**** Records for the task

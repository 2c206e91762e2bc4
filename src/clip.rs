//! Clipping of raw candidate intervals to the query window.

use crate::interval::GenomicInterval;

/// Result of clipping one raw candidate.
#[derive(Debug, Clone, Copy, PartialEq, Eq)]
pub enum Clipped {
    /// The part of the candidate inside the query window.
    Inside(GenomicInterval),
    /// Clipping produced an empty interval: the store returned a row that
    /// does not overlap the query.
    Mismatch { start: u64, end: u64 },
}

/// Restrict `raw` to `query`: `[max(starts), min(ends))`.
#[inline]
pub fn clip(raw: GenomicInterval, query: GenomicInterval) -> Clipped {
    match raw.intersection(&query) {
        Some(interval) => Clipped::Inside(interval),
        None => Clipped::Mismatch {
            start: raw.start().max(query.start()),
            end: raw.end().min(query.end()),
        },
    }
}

********
**** Records for the task

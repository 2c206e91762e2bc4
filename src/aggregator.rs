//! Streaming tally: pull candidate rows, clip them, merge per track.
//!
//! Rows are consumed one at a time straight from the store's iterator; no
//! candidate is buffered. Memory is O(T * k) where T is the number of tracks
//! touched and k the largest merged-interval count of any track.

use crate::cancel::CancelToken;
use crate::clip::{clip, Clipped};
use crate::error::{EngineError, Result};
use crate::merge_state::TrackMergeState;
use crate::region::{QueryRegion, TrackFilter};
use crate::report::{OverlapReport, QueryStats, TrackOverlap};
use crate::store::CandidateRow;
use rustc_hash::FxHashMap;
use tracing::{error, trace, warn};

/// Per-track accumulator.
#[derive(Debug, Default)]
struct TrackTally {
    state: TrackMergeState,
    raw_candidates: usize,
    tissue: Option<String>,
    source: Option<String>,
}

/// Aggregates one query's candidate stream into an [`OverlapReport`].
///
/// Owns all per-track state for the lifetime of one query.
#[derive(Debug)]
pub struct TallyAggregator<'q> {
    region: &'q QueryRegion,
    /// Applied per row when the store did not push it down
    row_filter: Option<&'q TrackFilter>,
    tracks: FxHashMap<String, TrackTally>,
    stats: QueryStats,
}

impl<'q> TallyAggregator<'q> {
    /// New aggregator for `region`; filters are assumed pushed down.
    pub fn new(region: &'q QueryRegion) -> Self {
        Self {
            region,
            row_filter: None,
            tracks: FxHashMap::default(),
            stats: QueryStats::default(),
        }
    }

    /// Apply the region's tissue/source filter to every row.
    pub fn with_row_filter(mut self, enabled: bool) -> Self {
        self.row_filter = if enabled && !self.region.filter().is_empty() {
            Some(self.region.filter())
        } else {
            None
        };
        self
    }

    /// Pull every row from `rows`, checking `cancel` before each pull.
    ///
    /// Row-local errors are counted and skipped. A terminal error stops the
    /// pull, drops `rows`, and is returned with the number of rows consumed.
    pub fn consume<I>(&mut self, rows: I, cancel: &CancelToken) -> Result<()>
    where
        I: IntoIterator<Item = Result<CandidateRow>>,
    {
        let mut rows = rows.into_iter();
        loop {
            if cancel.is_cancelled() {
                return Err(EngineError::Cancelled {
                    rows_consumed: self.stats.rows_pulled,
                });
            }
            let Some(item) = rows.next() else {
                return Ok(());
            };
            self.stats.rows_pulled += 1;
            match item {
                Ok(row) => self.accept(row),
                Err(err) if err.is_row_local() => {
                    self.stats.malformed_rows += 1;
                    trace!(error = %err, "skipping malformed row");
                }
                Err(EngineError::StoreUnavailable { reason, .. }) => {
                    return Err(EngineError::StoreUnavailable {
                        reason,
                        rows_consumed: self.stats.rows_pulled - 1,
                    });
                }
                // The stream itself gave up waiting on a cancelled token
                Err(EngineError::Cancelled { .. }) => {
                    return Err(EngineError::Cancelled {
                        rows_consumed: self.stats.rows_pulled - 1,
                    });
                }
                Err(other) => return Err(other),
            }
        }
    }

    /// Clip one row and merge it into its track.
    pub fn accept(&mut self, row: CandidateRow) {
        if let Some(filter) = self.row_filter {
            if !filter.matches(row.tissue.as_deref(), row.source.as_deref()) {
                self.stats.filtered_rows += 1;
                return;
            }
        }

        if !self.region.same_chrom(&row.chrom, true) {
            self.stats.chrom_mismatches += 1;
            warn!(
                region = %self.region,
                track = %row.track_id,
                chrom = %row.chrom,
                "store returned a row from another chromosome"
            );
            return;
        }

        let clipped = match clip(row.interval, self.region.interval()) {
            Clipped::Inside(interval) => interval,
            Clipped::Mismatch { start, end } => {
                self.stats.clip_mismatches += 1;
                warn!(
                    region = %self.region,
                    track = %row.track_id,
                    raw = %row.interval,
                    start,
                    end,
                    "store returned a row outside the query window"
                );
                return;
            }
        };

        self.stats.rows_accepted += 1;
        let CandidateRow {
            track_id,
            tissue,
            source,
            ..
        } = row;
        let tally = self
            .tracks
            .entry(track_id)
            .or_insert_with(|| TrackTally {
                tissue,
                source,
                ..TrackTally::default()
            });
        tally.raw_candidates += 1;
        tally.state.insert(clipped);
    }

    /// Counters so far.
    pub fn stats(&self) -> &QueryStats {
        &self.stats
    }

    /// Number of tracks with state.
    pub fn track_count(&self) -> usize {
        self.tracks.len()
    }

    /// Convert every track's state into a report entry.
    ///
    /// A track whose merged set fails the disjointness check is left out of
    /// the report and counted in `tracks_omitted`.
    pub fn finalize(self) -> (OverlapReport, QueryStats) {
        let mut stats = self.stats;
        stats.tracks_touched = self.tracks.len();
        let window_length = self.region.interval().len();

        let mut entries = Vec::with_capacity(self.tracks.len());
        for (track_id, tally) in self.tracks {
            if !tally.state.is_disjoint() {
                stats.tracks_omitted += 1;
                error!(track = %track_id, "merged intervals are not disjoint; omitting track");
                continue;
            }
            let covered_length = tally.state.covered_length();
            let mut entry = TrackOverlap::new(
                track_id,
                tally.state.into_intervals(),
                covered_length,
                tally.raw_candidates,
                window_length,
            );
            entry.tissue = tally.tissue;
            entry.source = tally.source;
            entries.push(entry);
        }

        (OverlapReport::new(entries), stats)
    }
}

********
**** Records for the task

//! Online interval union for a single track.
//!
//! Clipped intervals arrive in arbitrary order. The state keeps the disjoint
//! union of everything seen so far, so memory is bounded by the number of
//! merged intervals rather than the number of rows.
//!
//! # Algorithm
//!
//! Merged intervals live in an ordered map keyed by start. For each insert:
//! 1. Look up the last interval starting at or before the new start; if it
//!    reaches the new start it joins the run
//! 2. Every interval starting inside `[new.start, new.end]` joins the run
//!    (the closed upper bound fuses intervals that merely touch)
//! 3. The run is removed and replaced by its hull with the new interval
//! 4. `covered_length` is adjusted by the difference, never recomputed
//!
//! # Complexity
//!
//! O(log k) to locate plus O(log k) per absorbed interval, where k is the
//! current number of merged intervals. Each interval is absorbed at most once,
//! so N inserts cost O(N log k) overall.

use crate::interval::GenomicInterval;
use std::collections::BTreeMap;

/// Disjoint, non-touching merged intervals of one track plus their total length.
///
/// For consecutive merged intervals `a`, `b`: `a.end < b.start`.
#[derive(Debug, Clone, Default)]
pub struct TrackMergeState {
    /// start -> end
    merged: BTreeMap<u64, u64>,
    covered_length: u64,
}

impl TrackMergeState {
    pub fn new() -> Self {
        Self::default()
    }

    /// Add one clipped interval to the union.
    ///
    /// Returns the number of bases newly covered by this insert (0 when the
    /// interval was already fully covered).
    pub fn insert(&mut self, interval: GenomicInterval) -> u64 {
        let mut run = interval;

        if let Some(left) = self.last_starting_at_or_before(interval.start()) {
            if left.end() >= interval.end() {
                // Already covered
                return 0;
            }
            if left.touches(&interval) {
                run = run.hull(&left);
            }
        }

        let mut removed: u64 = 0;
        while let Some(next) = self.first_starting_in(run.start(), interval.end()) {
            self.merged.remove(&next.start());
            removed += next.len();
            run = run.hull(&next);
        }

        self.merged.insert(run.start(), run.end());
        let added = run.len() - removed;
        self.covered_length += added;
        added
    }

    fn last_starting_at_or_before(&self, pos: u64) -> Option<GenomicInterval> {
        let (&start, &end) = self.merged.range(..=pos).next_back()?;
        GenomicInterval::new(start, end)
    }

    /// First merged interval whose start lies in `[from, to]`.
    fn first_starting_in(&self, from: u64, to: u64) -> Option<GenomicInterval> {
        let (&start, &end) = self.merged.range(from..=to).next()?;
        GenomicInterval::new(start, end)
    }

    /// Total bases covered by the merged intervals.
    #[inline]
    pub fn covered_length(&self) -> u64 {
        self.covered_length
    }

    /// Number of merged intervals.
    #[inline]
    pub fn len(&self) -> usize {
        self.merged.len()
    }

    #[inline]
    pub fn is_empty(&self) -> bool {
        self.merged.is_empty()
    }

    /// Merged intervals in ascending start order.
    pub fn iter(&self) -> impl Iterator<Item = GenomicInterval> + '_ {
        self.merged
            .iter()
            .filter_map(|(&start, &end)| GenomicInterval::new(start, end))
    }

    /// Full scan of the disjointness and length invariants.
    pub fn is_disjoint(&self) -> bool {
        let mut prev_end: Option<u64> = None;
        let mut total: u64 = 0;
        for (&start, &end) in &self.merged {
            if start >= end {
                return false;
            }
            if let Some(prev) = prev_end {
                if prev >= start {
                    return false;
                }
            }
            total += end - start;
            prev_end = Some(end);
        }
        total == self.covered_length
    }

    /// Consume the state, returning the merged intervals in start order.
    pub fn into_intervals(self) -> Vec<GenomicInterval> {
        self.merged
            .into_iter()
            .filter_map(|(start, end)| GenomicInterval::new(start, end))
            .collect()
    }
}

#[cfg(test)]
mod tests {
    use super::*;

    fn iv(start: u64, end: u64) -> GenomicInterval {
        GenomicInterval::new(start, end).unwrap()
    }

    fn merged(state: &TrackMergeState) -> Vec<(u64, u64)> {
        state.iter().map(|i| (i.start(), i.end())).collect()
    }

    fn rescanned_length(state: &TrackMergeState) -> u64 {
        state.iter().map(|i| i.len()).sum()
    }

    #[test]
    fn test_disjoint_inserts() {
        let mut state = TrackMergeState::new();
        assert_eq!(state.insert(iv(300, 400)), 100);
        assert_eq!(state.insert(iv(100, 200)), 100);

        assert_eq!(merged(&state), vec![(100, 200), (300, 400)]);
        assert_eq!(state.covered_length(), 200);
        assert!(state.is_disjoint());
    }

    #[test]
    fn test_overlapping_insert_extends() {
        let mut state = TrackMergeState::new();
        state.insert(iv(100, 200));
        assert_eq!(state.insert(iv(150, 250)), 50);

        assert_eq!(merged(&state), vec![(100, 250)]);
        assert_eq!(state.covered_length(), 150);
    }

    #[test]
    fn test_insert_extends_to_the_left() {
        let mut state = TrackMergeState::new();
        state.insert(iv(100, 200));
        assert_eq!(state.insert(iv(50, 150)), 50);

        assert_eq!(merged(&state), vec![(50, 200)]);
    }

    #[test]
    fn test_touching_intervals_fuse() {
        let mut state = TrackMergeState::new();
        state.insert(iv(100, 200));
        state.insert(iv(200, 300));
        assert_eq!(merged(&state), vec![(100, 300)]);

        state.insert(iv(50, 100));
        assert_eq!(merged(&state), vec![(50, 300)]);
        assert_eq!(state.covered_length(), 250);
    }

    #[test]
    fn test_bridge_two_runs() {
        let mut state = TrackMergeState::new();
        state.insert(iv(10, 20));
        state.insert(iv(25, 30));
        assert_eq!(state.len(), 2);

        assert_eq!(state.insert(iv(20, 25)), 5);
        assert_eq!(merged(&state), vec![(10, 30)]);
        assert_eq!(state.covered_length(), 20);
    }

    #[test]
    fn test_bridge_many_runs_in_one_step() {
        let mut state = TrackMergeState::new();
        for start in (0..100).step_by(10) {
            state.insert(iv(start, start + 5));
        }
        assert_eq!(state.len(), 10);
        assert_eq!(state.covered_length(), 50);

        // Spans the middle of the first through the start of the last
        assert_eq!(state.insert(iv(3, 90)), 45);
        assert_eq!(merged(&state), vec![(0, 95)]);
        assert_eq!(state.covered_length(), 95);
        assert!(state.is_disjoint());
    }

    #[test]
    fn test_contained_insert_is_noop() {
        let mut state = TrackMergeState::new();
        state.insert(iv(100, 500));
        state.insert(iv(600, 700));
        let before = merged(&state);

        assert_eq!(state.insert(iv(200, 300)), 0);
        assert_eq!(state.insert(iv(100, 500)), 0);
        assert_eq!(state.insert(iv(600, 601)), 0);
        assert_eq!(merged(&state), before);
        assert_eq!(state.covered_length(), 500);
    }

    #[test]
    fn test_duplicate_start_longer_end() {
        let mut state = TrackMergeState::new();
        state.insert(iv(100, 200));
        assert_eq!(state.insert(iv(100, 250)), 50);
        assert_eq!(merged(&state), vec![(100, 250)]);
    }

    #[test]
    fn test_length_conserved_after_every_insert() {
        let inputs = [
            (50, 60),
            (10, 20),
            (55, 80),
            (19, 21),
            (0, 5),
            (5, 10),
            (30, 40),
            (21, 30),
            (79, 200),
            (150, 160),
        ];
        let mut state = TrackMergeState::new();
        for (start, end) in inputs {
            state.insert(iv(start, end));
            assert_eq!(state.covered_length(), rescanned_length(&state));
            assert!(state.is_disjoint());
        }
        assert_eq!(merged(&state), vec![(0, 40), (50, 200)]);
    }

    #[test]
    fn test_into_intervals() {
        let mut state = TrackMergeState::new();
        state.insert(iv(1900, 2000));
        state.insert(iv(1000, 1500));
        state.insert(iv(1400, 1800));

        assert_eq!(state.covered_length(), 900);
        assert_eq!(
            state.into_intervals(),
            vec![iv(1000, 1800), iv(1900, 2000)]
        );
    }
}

********

- **What the task asks**
Restate word for word only the lines above from the line containing "if let Some(filter)" to the line containing "Counters so far.", both of them included.

- **Solved exercise**
        if let Some(filter) = self.row_filter {
            if !filter.matches(row.tissue.as_deref(), row.source.as_deref()) {
                self.stats.filtered_rows += 1;
                return;
            }
        }

        if !self.region.same_chrom(&row.chrom, true) {
            self.stats.chrom_mismatches += 1;
            warn!(
                region = %self.region,
                track = %row.track_id,
                chrom = %row.chrom,
                "store returned a row from another chromosome"
            );
            return;
        }

        let clipped = match clip(row.interval, self.region.interval()) {
            Clipped::Inside(interval) => interval,
            Clipped::Mismatch { start, end } => {
                self.stats.clip_mismatches += 1;
                warn!(
                    region = %self.region,
                    track = %row.track_id,
                    raw = %row.interval,
                    start,
                    end,
                    "store returned a row outside the query window"
                );
                return;
            }
        };

        self.stats.rows_accepted += 1;
        let CandidateRow {
            track_id,
            tissue,
            source,
            ..
        } = row;
        let tally = self
            .tracks
            .entry(track_id)
            .or_insert_with(|| TrackTally {
                tissue,
                source,
                ..TrackTally::default()
            });
        tally.raw_candidates += 1;
        tally.state.insert(clipped);
    }

    /// Counters so far.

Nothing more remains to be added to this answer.